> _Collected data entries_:
╔══

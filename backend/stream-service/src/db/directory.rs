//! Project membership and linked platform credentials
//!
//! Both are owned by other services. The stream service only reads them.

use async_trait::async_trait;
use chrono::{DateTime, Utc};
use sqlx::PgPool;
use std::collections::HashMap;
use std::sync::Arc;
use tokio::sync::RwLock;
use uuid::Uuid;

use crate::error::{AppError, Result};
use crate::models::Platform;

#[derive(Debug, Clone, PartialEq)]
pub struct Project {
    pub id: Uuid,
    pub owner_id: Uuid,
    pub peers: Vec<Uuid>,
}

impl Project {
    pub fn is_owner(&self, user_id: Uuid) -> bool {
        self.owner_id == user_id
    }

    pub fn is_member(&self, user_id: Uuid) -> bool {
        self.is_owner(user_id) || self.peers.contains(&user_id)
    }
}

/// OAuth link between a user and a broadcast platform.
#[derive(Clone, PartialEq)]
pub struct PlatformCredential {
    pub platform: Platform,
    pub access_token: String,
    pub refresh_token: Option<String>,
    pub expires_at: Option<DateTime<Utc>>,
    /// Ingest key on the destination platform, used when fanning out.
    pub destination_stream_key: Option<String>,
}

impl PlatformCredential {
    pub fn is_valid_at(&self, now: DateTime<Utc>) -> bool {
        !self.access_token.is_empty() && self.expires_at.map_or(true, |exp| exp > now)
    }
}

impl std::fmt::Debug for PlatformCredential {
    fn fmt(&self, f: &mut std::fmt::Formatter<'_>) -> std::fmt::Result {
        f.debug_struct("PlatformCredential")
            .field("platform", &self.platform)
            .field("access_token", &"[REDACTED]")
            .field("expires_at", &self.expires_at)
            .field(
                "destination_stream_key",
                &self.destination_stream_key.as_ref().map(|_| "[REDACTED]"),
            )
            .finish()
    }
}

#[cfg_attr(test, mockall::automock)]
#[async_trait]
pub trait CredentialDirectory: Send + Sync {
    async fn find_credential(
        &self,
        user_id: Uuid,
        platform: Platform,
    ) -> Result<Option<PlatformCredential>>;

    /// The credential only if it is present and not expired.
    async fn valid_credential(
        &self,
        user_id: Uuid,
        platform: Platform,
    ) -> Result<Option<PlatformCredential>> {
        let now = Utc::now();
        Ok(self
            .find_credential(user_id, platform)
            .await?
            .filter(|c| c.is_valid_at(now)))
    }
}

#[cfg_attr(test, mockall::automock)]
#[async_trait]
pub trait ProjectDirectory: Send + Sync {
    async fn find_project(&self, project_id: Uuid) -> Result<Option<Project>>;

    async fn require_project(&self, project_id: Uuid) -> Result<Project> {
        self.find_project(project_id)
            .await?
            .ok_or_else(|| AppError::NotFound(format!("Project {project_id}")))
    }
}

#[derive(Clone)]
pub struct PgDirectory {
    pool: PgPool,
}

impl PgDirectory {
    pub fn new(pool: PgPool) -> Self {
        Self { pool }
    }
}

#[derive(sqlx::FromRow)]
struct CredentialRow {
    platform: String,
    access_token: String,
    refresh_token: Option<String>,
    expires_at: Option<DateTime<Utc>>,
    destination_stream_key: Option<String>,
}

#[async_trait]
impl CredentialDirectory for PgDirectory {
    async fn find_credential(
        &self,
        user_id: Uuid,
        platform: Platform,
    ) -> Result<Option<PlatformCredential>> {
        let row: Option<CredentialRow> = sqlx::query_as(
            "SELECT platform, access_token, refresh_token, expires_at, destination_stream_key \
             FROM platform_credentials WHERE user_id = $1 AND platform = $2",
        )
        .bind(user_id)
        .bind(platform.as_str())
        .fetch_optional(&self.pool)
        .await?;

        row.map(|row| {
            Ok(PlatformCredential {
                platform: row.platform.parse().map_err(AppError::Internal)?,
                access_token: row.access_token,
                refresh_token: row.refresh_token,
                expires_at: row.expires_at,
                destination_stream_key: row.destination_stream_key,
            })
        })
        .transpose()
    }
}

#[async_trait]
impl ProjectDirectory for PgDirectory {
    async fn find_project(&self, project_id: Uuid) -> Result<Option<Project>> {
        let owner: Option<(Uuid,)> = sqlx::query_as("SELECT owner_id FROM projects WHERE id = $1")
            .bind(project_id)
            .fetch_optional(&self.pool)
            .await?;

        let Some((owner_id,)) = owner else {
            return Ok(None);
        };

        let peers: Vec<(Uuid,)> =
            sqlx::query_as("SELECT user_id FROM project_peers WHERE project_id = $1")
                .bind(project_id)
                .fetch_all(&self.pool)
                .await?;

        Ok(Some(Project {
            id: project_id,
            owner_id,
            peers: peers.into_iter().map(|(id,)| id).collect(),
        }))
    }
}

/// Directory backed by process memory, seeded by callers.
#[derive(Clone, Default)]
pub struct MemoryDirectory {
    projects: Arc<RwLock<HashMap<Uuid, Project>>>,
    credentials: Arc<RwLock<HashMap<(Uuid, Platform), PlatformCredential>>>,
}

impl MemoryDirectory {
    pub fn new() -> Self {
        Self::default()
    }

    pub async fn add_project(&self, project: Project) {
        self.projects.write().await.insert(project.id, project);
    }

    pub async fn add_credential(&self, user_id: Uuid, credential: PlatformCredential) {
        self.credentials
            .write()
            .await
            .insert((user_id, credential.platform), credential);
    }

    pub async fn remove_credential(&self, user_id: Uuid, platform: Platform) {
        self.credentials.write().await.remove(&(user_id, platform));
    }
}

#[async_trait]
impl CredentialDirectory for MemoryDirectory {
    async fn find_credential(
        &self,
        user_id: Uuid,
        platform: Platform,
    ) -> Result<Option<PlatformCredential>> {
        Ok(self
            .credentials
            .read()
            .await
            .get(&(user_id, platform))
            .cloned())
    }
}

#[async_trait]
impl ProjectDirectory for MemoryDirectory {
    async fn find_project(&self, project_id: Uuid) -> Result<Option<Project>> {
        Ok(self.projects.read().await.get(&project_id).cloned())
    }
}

╚══

> _What the task asks_: Show all lines above that contain "PgDirectory".

> _Exercise result_:
pub struct PgDirectory {
impl PgDirectory {
impl CredentialDirectory for PgDirectory {
impl ProjectDirectory for PgDirectory {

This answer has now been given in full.